> **Prompt**
Copy every line of the entries that includes the word "each".

Records from a data source
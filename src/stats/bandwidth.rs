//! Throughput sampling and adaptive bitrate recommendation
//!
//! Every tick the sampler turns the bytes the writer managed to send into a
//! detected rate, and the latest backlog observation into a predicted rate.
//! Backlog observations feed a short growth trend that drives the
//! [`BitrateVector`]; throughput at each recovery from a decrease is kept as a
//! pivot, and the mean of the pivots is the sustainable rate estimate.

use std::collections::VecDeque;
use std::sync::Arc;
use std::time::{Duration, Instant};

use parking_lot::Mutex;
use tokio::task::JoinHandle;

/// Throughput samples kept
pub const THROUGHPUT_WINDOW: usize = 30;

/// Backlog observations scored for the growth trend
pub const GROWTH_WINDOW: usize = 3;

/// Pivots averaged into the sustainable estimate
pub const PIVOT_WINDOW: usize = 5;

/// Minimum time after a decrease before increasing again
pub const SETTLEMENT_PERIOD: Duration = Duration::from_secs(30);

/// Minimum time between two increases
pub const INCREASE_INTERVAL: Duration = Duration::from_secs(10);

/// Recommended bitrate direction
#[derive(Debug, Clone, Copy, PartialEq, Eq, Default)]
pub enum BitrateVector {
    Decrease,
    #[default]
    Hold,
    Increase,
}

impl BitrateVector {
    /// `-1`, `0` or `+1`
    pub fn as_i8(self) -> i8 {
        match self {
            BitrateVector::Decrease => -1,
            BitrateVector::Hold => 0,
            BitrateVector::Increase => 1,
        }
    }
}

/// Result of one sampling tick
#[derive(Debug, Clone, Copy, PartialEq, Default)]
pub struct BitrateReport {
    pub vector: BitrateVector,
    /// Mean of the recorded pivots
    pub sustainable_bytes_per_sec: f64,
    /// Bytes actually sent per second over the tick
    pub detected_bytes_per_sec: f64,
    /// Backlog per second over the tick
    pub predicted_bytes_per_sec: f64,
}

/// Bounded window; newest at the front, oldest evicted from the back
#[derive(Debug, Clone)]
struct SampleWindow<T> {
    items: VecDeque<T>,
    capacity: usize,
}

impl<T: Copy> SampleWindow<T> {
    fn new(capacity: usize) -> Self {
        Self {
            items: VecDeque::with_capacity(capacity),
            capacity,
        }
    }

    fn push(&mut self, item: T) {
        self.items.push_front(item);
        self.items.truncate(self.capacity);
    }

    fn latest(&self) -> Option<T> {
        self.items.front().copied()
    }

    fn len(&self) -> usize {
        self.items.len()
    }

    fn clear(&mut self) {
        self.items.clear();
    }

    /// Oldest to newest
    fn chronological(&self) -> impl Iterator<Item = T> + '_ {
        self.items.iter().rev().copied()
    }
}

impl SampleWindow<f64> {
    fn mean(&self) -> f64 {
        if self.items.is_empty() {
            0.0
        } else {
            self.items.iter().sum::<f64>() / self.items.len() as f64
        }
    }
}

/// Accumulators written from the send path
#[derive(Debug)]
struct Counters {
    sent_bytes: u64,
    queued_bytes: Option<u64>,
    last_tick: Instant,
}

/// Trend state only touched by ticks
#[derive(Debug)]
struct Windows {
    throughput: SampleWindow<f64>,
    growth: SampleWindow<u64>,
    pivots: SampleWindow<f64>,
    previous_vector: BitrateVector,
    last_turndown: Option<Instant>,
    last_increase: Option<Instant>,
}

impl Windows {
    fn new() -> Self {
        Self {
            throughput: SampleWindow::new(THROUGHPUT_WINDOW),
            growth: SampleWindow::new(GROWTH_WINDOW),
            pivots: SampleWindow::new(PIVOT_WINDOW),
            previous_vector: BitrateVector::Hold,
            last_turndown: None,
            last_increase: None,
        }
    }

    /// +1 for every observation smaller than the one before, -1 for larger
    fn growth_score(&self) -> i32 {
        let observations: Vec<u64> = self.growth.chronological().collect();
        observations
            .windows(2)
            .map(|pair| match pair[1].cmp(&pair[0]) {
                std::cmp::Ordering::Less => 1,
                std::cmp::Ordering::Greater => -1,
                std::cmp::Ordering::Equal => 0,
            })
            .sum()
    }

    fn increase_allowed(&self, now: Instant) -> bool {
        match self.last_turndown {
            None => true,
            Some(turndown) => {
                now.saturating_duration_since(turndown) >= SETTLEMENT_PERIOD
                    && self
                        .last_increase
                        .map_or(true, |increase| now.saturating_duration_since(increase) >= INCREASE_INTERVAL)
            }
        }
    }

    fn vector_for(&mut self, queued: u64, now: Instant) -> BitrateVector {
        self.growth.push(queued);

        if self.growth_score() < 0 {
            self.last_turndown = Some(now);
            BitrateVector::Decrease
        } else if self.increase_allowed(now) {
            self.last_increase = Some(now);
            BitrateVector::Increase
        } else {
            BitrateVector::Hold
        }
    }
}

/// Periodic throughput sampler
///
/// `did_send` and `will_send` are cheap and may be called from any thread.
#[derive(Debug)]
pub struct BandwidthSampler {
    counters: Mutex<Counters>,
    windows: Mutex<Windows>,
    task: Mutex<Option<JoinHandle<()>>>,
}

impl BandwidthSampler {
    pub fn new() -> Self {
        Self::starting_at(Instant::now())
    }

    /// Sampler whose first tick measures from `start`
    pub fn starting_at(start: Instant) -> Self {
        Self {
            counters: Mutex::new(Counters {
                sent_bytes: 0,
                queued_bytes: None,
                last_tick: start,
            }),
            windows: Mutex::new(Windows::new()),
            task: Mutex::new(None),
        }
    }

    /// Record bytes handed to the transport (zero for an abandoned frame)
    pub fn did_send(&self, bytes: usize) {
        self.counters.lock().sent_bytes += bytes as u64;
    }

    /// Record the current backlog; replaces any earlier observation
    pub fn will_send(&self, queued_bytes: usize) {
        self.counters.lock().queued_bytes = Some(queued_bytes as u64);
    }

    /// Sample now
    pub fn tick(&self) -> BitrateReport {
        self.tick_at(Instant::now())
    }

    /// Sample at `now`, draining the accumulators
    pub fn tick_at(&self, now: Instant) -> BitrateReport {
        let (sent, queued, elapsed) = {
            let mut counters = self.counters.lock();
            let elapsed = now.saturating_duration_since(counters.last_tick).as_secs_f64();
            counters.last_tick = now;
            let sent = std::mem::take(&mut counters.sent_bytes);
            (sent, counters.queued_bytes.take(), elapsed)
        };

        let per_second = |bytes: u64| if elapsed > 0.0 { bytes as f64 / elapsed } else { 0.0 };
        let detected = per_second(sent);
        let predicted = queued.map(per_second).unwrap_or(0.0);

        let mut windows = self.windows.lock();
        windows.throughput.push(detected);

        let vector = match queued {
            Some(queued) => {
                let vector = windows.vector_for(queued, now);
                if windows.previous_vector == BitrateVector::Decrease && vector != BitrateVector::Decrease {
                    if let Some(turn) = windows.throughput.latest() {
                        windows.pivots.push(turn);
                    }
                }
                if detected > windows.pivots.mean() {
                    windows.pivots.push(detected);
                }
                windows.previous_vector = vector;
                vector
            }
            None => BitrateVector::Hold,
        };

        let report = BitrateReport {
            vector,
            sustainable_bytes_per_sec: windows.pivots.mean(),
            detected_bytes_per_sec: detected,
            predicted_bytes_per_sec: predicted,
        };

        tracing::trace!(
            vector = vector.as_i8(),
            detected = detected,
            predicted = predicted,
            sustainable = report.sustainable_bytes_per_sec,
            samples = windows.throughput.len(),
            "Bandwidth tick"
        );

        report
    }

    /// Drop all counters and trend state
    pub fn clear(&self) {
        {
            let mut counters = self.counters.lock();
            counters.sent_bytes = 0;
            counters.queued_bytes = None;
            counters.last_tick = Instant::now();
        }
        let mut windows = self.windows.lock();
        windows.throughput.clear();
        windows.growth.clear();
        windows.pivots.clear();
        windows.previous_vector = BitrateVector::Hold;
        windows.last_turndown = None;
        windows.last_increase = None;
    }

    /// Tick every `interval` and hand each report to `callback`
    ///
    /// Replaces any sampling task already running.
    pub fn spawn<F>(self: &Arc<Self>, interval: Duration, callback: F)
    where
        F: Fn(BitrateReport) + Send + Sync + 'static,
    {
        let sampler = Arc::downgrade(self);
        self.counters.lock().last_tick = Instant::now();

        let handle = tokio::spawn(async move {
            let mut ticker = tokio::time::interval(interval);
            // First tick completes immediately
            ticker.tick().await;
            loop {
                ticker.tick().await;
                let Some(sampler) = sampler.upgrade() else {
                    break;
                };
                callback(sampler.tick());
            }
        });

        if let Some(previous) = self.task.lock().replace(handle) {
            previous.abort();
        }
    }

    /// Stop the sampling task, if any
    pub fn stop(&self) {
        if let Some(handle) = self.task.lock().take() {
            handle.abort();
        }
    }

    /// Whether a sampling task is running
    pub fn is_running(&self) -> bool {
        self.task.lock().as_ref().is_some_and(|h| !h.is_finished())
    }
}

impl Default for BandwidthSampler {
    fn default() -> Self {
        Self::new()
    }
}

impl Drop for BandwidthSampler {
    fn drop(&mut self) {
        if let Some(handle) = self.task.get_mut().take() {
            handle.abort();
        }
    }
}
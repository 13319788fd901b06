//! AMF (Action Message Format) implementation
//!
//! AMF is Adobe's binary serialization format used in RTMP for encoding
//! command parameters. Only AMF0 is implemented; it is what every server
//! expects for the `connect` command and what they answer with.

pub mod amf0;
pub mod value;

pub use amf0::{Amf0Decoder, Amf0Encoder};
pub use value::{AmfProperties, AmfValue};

> **Expected answer**
//! [`BitrateVector`]; throughput at each recovery from a decrease is kept as a
    /// Tick every `interval` and hand each report to `callback`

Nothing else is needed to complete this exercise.